→ TASK DIRECTIONS:
Gather, from the listing beneath this task, every line holding the string "would".

-----

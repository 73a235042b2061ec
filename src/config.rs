use std::{fs::File, io::BufReader, path::Path};

use serde::{Deserialize, Serialize};

use crate::{Notation, Quadtree, QuadtreeError, DEFAULT_MAX_DEPTH};

/// Settings for building and querying a tree, usually read from a YAML file.
///
/// ```yaml
/// half_width: 1000.0
/// theta: 0.7
/// max_depth: 64
/// notation: scientific
/// ```
#[derive(Clone, Debug, PartialEq, Deserialize, Serialize)]
#[serde(default, deny_unknown_fields)]
pub struct Config {
    /// Half-width of the square universe.
    pub half_width: f64,
    /// Opening angle for force calculations.
    pub theta: f64,
    pub max_depth: u32,
    pub notation: Notation,
}

impl Default for Config {
    fn default() -> Self {
        Self {
            half_width: 1.,
            theta: 0.5,
            max_depth: DEFAULT_MAX_DEPTH,
            notation: Notation::Fixed,
        }
    }
}

impl Config {
    pub fn from_yaml(contents: &str) -> Result<Self, QuadtreeError> {
        Ok(serde_yaml::from_str(contents)?)
    }

    pub fn from_path(path: impl AsRef<Path>) -> Result<Self, QuadtreeError> {
        let reader = BufReader::new(File::open(path)?);
        Ok(serde_yaml::from_reader(reader)?)
    }

    /// An empty tree with this universe and depth limit.
    pub fn build_tree(&self) -> Result<Quadtree, QuadtreeError> {
        Quadtree::new(self.half_width)?.with_max_depth(self.max_depth)
    }
}
use nalgebra::Vector2;

use super::Quadtree;
use crate::Quadrant;

impl Quadtree {
    /// Mass of the body stored at exactly `position`, if any.
    ///
    /// Follows the single path `position` would be inserted along, so no
    /// sibling subtrees are inspected.
    #[must_use]
    pub fn mass_at(&self, position: &Vector2<f64>) -> Option<f64> {
        let mut node = self.root.as_ref()?;
        let mut center = Vector2::zeros();
        let mut level = 0;

        while let Some(subnodes) = node.subnodes.as_deref() {
            let quadrant = Quadrant::of(position, &center);
            center = self.geometry.child_center(&center, level, quadrant);
            level += 1;
            node = &subnodes[quadrant.index()];
        }

        (!node.is_placeholder() && node.body.position == *position).then_some(node.body.mass)
    }
}

#[cfg(test)]
mod tests {
    use rand::{rngs::StdRng, Rng, SeedableRng};

    use super::*;
    use crate::Body;

    fn scenario() -> Quadtree {
        Quadtree::from_bodies(
            10.,
            [
                Body::at(0., 0., 1.),
                Body::at(1., 0., 1.),
                Body::at(0., 1., 1.),
            ],
        )
        .unwrap()
    }

    #[test]
    fn exact_lookup() {
        let tree = scenario();
        assert_eq!(tree.mass_at(&Vector2::new(1., 0.)), Some(1.));
        assert_eq!(tree.mass_at(&Vector2::new(0., 0.)), Some(1.));
        assert_eq!(tree.mass_at(&Vector2::new(0., 1.)), Some(1.));
        assert_eq!(tree.mass_at(&Vector2::new(5., 5.)), None);
    }

    #[test]
    fn no_tolerance() {
        let tree = scenario();
        assert_eq!(tree.mass_at(&Vector2::new(1. + f64::EPSILON, 0.)), None);
    }

    #[test]
    fn inner_node_centroid_is_not_a_body() {
        let tree = scenario();
        let centroid = tree.center_of_mass().unwrap();
        assert_eq!(tree.mass_at(&centroid), None);
    }

    #[test]
    fn placeholder_is_not_a_body() {
        // the NW and SW placeholders of the root hold mass 0 at (0, 0)
        let tree = Quadtree::from_bodies(10., [Body::at(1., 1., 2.), Body::at(1., -1., 3.)])
            .unwrap();
        assert_eq!(tree.mass_at(&Vector2::zeros()), None);
        assert_eq!(tree.mass_at(&Vector2::new(-1., -1.)), None);
        assert_eq!(tree.mass_at(&Vector2::new(1., -1.)), Some(3.));
    }

    #[test]
    fn empty_tree() {
        let tree = Quadtree::new(10.).unwrap();
        assert_eq!(tree.mass_at(&Vector2::zeros()), None);
    }

    #[test]
    fn random_lookups() {
        let mut rng = StdRng::seed_from_u64(4);
        let bodies: Vec<_> = (0..300)
            .map(|_| {
                Body::at(
                    rng.gen_range(-50.0..50.0),
                    rng.gen_range(-50.0..50.0),
                    rng.gen_range(1.0..10.0),
                )
            })
            .collect();
        let tree = Quadtree::from_bodies(50., bodies.iter().copied()).unwrap();

        for body in &bodies {
            assert_eq!(tree.mass_at(&body.position), Some(body.mass));
            let shifted = body.position + Vector2::new(1e-9, 0.);
            assert_eq!(tree.mass_at(&shifted), None);
        }
    }
}
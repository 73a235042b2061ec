use nalgebra::Vector2;

use crate::Body;

/// Gravitational coupling constant.
pub const G: f64 = 6.67e-11;

/// Gravitational force exerted on `probe` by `source`.
///
/// Positions must differ.
#[must_use]
pub fn force(probe: &Body, source: &Body) -> Vector2<f64> {
    let r = source.position - probe.position;
    let d = r.norm();
    let f = G * probe.mass * source.mass / d.powi(2);
    r * f / d
}
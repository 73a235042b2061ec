use log::{debug, trace};
use nalgebra::Vector2;

use super::{Node, Quadtree};
use crate::{Body, Geometry, Quadrant, QuadtreeError};

impl Quadtree {
    /// Insert a body.
    ///
    /// On error the tree is left unchanged.
    pub fn insert(&mut self, body: Body) -> Result<(), QuadtreeError> {
        if let Err(err) = self.check_insert(&body) {
            debug!("rejected body {body:?}: {err}");
            return Err(err);
        }

        match &mut self.root {
            Some(root) => insert_unchecked(root, body, &self.geometry),
            None => self.root = Some(Node::leaf(body)),
        }
        self.len += 1;

        Ok(())
    }

    /// Walk the path `body` would take without modifying anything.
    fn check_insert(&self, body: &Body) -> Result<(), QuadtreeError> {
        let Body { mass, position } = *body;
        if !mass.is_finite() || mass <= 0. {
            return Err(QuadtreeError::InvalidMass(mass));
        }
        if !position.x.is_finite() || !position.y.is_finite() {
            return Err(QuadtreeError::InvalidPosition {
                x: position.x,
                y: position.y,
            });
        }
        if !self.geometry.contains(&position) {
            return Err(QuadtreeError::OutOfBounds {
                x: position.x,
                y: position.y,
                half_width: self.geometry.universe(),
            });
        }

        let Some(mut node) = self.root.as_ref() else {
            return Ok(());
        };
        let mut center = Vector2::zeros();
        let mut level = 0;

        loop {
            match node.subnodes.as_deref() {
                Some(subnodes) => {
                    let quadrant = Quadrant::of(&position, &center);
                    center = self.geometry.child_center(&center, level, quadrant);
                    level += 1;
                    node = &subnodes[quadrant.index()];
                }
                None if node.is_placeholder() => return Ok(()),
                None => {
                    return self.check_separation(&node.body.position, &position, center, level)
                }
            }
        }
    }

    /// Make sure the leaf at `existing` can be split until `position` lands in
    /// a different subnode, without exceeding the maximum depth.
    fn check_separation(
        &self,
        existing: &Vector2<f64>,
        position: &Vector2<f64>,
        mut center: Vector2<f64>,
        mut level: u32,
    ) -> Result<(), QuadtreeError> {
        if existing == position {
            return Err(QuadtreeError::DuplicatePosition {
                x: position.x,
                y: position.y,
            });
        }

        loop {
            // splitting the node at `level` creates subnodes at `level + 1`
            if level >= self.max_depth {
                return Err(QuadtreeError::DepthExceeded {
                    max_depth: self.max_depth,
                });
            }

            let quadrant = Quadrant::of(existing, &center);
            if quadrant != Quadrant::of(position, &center) {
                return Ok(());
            }
            center = self.geometry.child_center(&center, level, quadrant);
            level += 1;
        }
    }
}

/// Place `body` below `root`, splitting leaves as needed.
///
/// Every inner node on the way absorbs the body into its aggregate.
fn insert_unchecked(root: &mut Node, body: Body, geometry: &Geometry) {
    let mut node = root;
    let mut center = Vector2::zeros();
    let mut level = 0;

    loop {
        if node.is_placeholder() {
            *node = Node::leaf(body);
            return;
        }

        let previous = node.body;
        let subnodes = node.subnodes.get_or_insert_with(|| {
            trace!("splitting leaf at level {level}");
            Node::split(previous, Quadrant::of(&previous.position, &center))
        });
        node.body.absorb(&body);

        let quadrant = Quadrant::of(&body.position, &center);
        center = geometry.child_center(&center, level, quadrant);
        level += 1;
        node = &mut subnodes[quadrant.index()];
    }
}
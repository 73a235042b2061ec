use std::{
    fs::File,
    io::{self, BufRead, BufReader, BufWriter, Write},
    path::PathBuf,
    str::FromStr,
};

use barnes_hut_quadtree::{Body, Config, Execution, Notation, Quadtree};
use clap::Parser;
use color_eyre::eyre::{bail, eyre, Result, WrapErr};
use log::{info, warn};
use nalgebra::Vector2;

/// Build a Barnes-Hut quadtree from a list of bodies and print the force on each of them.
///
/// Bodies are read as lines of "x y m". Blank lines and lines starting with '#' are ignored.
#[derive(Parser, Debug)]
#[clap(author, version, about, long_about = None)]
struct Options {
    /// File with one body per line, reads stdin if omitted or "-".
    bodies: Option<PathBuf>,
    /// YAML file with default settings.
    #[clap(long)]
    config: Option<PathBuf>,
    /// Half-width of the square universe centered at the origin.
    #[clap(long)]
    half_width: Option<f64>,
    /// Opening angle, 0 calculates exact forces.
    #[clap(long)]
    theta: Option<f64>,
    #[clap(long)]
    max_depth: Option<u32>,
    /// Abort on the first line that cannot be parsed or inserted, instead of skipping it.
    #[clap(long)]
    strict: bool,
    /// Print every node of the tree.
    #[clap(long)]
    dump: bool,
    /// Print the dump in scientific notation.
    #[clap(long)]
    scientific: bool,
    /// Print the mass stored at "x,y" (repeatable).
    #[clap(long, value_name = "X,Y")]
    mass_at: Vec<Point>,
    /// Calculate forces on this many threads.
    #[clap(long, default_value_t = 1)]
    threads: usize,
    /// Don't print forces.
    #[clap(long)]
    no_forces: bool,
}

#[derive(Clone, Copy, Debug)]
struct Point(Vector2<f64>);

impl FromStr for Point {
    type Err = String;

    fn from_str(s: &str) -> Result<Self, Self::Err> {
        let (x, y) = s
            .split_once(',')
            .ok_or_else(|| format!("expected \"x,y\", got {s:?}"))?;
        let parse = |v: &str| v.trim().parse::<f64>().map_err(|err| err.to_string());
        Ok(Point(Vector2::new(parse(x)?, parse(y)?)))
    }
}

fn main() -> Result<()> {
    color_eyre::install()?;
    env_logger::Builder::from_env(env_logger::Env::default().default_filter_or("info")).init();

    let options = Options::parse();
    let config = config(&options)?;
    let mut tree = config
        .build_tree()
        .wrap_err("cannot create the quadtree")?;

    let reader: Box<dyn BufRead> = match &options.bodies {
        Some(path) if path.as_os_str() != "-" => Box::new(BufReader::new(
            File::open(path).wrap_err_with(|| format!("cannot open {}", path.display()))?,
        )),
        _ => Box::new(io::stdin().lock()),
    };
    read_bodies(reader, &mut tree, options.strict)?;
    info!(
        "inserted {} bodies, total mass {:e}, depth {}",
        tree.len(),
        tree.total_mass(),
        tree.depth().unwrap_or(0)
    );

    let mut out = BufWriter::new(io::stdout().lock());

    if options.dump {
        write!(out, "{}", tree.dump(config.notation))?;
    }

    for Point(position) in &options.mass_at {
        let mass = tree.mass_at(position).unwrap_or(0.);
        writeln!(out, "mass at ({}, {}): {mass}", position.x, position.y)?;
    }

    if !options.no_forces {
        let execution = match options.threads {
            0 => bail!("--threads must be at least 1"),
            1 => Execution::SingleThreaded,
            num_threads => Execution::Multithreaded { num_threads },
        };
        for (body, force) in tree.forces(config.theta, execution) {
            writeln!(
                out,
                "{} {} {:e} {:e}",
                body.position.x, body.position.y, force.x, force.y
            )?;
        }
    }

    out.flush()?;
    Ok(())
}

/// Settings from the config file, overridden by the command line.
fn config(options: &Options) -> Result<Config> {
    let mut config = match &options.config {
        Some(path) => Config::from_path(path)
            .wrap_err_with(|| format!("cannot read config {}", path.display()))?,
        None => Config::default(),
    };

    if let Some(half_width) = options.half_width {
        config.half_width = half_width;
    }
    if let Some(theta) = options.theta {
        config.theta = theta;
    }
    if let Some(max_depth) = options.max_depth {
        config.max_depth = max_depth;
    }
    if options.scientific {
        config.notation = Notation::Scientific;
    }

    Ok(config)
}

fn read_bodies(reader: impl BufRead, tree: &mut Quadtree, strict: bool) -> Result<()> {
    for (i, line) in reader.lines().enumerate() {
        let line = line?;
        let line = line.trim();
        if line.is_empty() || line.starts_with('#') {
            continue;
        }

        if let Err(err) = line.parse::<Body>().and_then(|body| tree.insert(body)) {
            if strict {
                return Err(eyre!(err).wrap_err(format!("line {}", i + 1)));
            }
            warn!("skipping line {}: {err}", i + 1);
        }
    }
    Ok(())
}
use barnes_hut_quadtree::{
    creator::{BodyCreator, DistrBodyCreator},
    direct_summation, Execution, Quadtree,
};
use rand::{rngs::StdRng, SeedableRng};
use rand_distr::{Normal, Uniform};

fn main() {
    // A normally distributed cluster of bodies in a universe of half-width 1000.
    let uniform_mass = Uniform::new(1e20, 1e24);
    let normal_pos = Normal::new(0., 200.).unwrap();
    let mut creator = DistrBodyCreator::rng(uniform_mass, normal_pos, StdRng::seed_from_u64(0));

    let num_bodies = 2_000;
    let mut tree = Quadtree::new(1000.).unwrap();
    let inserted = creator.fill(&mut tree, num_bodies);
    println!(
        "{inserted} bodies, total mass {:e}, depth {}",
        tree.total_mass(),
        tree.depth().unwrap_or(0)
    );

    let bodies: Vec<_> = tree.bodies().collect();
    let exact = direct_summation::forces(&bodies);

    for theta in [0., 0.25, 0.5, 1., 1.5] {
        let mut max_error: f64 = 0.;
        let mut interactions = 0;
        for (body, exact) in bodies.iter().zip(&exact) {
            let evaluation = tree.evaluate(&body.position, theta);
            max_error = max_error.max((evaluation.force - exact).norm() / exact.norm());
            interactions += evaluation.interactions;
        }
        println!(
            "theta = {theta:.2}: {:.1} interactions per body, max relative error {max_error:.2e}",
            interactions as f64 / bodies.len() as f64
        );
    }

    let forces = tree.forces(0.5, Execution::Multithreaded { num_threads: 4 });
    let net = forces.iter().fold(nalgebra::Vector2::zeros(), |acc, (_, f)| acc + f);
    println!("net force at theta = 0.50: ({:e}, {:e})", net.x, net.y);
}
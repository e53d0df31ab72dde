//! # Operation Model
//!
//! Durable record of a single runtime lifecycle workflow.
//!
//! ## Overview
//!
//! An `Operation` is the unit processed by the step pipeline. It is created when a
//! caller requests a lifecycle change for a runtime instance, mutated by steps via the
//! `OperationManager` as the pipeline advances, and retained after reaching a terminal
//! state for audit.
//!
//! ## Field Ownership
//!
//! - **Identity** (`id`, `instance_id`, `operation_type`, `created_at`,
//!   `provisioning_parameters`): private, exposed through getters, never change.
//! - **Engine-managed** (`state`, `cursor`, `updated_at`, `version`, `last_error`,
//!   `retry_count`, `retry_started_at`): changed only by the `OperationManager`.
//! - **Step-owned** (`provisioner_operation_id`, `runtime_id`, `description`): set by
//!   steps through `OperationManager::update_operation` closures.

use crate::orchestration::error_classifier::{ClassifiedError, ErrComponent, ErrReason};
use crate::state_machine::OperationState;
use chrono::{DateTime, Utc};
use serde::{Deserialize, Serialize};
use std::collections::HashMap;
use std::fmt;
use uuid::Uuid;

/// Lifecycle operation kinds
#[derive(Debug, Clone, Copy, PartialEq, Eq, Hash, Serialize, Deserialize)]
pub enum OperationType {
    #[serde(rename = "provision")]
    Provision,
    #[serde(rename = "deprovision")]
    Deprovision,
    #[serde(rename = "update")]
    Update,
    #[serde(rename = "upgradeKyma")]
    UpgradeKyma,
    #[serde(rename = "upgradeCluster")]
    UpgradeCluster,
}

impl OperationType {
    pub const ALL: [OperationType; 5] = [
        Self::Provision,
        Self::Deprovision,
        Self::Update,
        Self::UpgradeKyma,
        Self::UpgradeCluster,
    ];

    pub fn as_str(&self) -> &'static str {
        match self {
            Self::Provision => "provision",
            Self::Deprovision => "deprovision",
            Self::Update => "update",
            Self::UpgradeKyma => "upgradeKyma",
            Self::UpgradeCluster => "upgradeCluster",
        }
    }
}

impl fmt::Display for OperationType {
    fn fmt(&self, f: &mut fmt::Formatter<'_>) -> fmt::Result {
        f.write_str(self.as_str())
    }
}

impl std::str::FromStr for OperationType {
    type Err = String;

    fn from_str(s: &str) -> Result<Self, Self::Err> {
        Self::ALL
            .into_iter()
            .find(|t| t.as_str() == s)
            .ok_or_else(|| format!("Invalid operation type: {s}"))
    }
}

/// Account context captured from the request
#[derive(Debug, Clone, Default, PartialEq, Serialize, Deserialize)]
pub struct ErsContext {
    pub global_account_id: String,
    pub subaccount_id: String,
}

/// Immutable snapshot of the request parameters taken at creation time
#[derive(Debug, Clone, Default, PartialEq, Serialize, Deserialize)]
pub struct ProvisioningParameters {
    pub plan_id: String,
    pub ers_context: ErsContext,
    pub region: Option<String>,
    pub platform_region: Option<String>,
    #[serde(default)]
    pub parameters: HashMap<String, serde_json::Value>,
}

impl ProvisioningParameters {
    pub fn new(plan_id: impl Into<String>, global_account_id: impl Into<String>) -> Self {
        Self {
            plan_id: plan_id.into(),
            ers_context: ErsContext {
                global_account_id: global_account_id.into(),
                subaccount_id: String::new(),
            },
            ..Default::default()
        }
    }
}

/// Position of an operation inside its pipeline
#[derive(Debug, Clone, PartialEq, Eq, Hash, Serialize, Deserialize)]
pub struct PipelineCursor {
    pub stage: String,
    pub step: String,
}

impl PipelineCursor {
    pub fn new(stage: impl Into<String>, step: impl Into<String>) -> Self {
        Self {
            stage: stage.into(),
            step: step.into(),
        }
    }
}

impl fmt::Display for PipelineCursor {
    fn fmt(&self, f: &mut fmt::Formatter<'_>) -> fmt::Result {
        write!(f, "{}/{}", self.stage, self.step)
    }
}

/// Last classified failure recorded on an operation
#[derive(Debug, Clone, PartialEq, Serialize, Deserialize)]
pub struct LastError {
    pub component: Option<ErrComponent>,
    pub reason: Option<ErrReason>,
    pub message: String,
}

impl LastError {
    /// Metric label for the failing component, empty when unclassified
    pub fn component_label(&self) -> &'static str {
        self.component.map(|c| c.as_str()).unwrap_or("")
    }

    /// Metric label for the failure reason, empty when unclassified
    pub fn reason_label(&self) -> &'static str {
        self.reason.map(|r| r.as_str()).unwrap_or("")
    }
}

impl From<&ClassifiedError> for LastError {
    fn from(err: &ClassifiedError) -> Self {
        Self {
            component: err.component(),
            reason: err.reason(),
            message: err.to_string(),
        }
    }
}

/// A persisted lifecycle workflow instance
#[derive(Debug, Clone, PartialEq, Serialize, Deserialize)]
pub struct Operation {
    id: String,
    instance_id: String,
    operation_type: OperationType,
    created_at: DateTime<Utc>,
    provisioning_parameters: ProvisioningParameters,

    pub state: OperationState,
    pub cursor: Option<PipelineCursor>,
    pub updated_at: DateTime<Utc>,
    /// Compare-and-swap token, bumped by storage on every successful update
    pub version: u64,
    pub last_error: Option<LastError>,
    pub retry_count: u32,
    pub retry_started_at: Option<DateTime<Utc>>,

    pub provisioner_operation_id: Option<String>,
    pub runtime_id: Option<String>,
    pub description: String,
}

impl Operation {
    /// Create a new pending operation with a generated id
    pub fn new(
        instance_id: impl Into<String>,
        operation_type: OperationType,
        provisioning_parameters: ProvisioningParameters,
    ) -> Self {
        Self::with_id(
            Uuid::new_v4().to_string(),
            instance_id,
            operation_type,
            provisioning_parameters,
        )
    }

    pub fn with_id(
        id: impl Into<String>,
        instance_id: impl Into<String>,
        operation_type: OperationType,
        provisioning_parameters: ProvisioningParameters,
    ) -> Self {
        let now = Utc::now();
        Self {
            id: id.into(),
            instance_id: instance_id.into(),
            operation_type,
            created_at: now,
            provisioning_parameters,
            state: OperationState::Pending,
            cursor: None,
            updated_at: now,
            version: 0,
            last_error: None,
            retry_count: 0,
            retry_started_at: None,
            provisioner_operation_id: None,
            runtime_id: None,
            description: "Operation created".to_string(),
        }
    }

    pub fn id(&self) -> &str {
        &self.id
    }

    pub fn instance_id(&self) -> &str {
        &self.instance_id
    }

    pub fn operation_type(&self) -> OperationType {
        self.operation_type
    }

    pub fn created_at(&self) -> DateTime<Utc> {
        self.created_at
    }

    pub fn provisioning_parameters(&self) -> &ProvisioningParameters {
        &self.provisioning_parameters
    }

    /// Runtime id if one has been allocated
    pub fn runtime_id(&self) -> Option<&str> {
        self.runtime_id.as_deref().filter(|id| !id.is_empty())
    }

    /// Provisioner operation id if the provisioner accepted a request
    pub fn provisioner_operation_id(&self) -> Option<&str> {
        self.provisioner_operation_id
            .as_deref()
            .filter(|id| !id.is_empty())
    }

    /// Time elapsed since the last persisted mutation
    pub fn time_since_update(&self) -> chrono::Duration {
        Utc::now().signed_duration_since(self.updated_at)
    }

    /// Whether the identity fields of `other` match this record
    pub fn same_identity(&self, other: &Operation) -> bool {
        self.id == other.id
            && self.instance_id == other.instance_id
            && self.operation_type == other.operation_type
            && self.created_at == other.created_at
            && self.provisioning_parameters == other.provisioning_parameters
    }

    /// Next `updated_at` value that keeps the timestamp strictly increasing
    pub(crate) fn next_update_timestamp(&self) -> DateTime<Utc> {
        let now = Utc::now();
        let floor = self.updated_at + chrono::Duration::microseconds(1);
        now.max(floor)
    }
}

-----

→ WRITTEN ANSWER:
    /// Follows the single path `position` would be inserted along, so no
    /// Walk the path `body` would take without modifying anything.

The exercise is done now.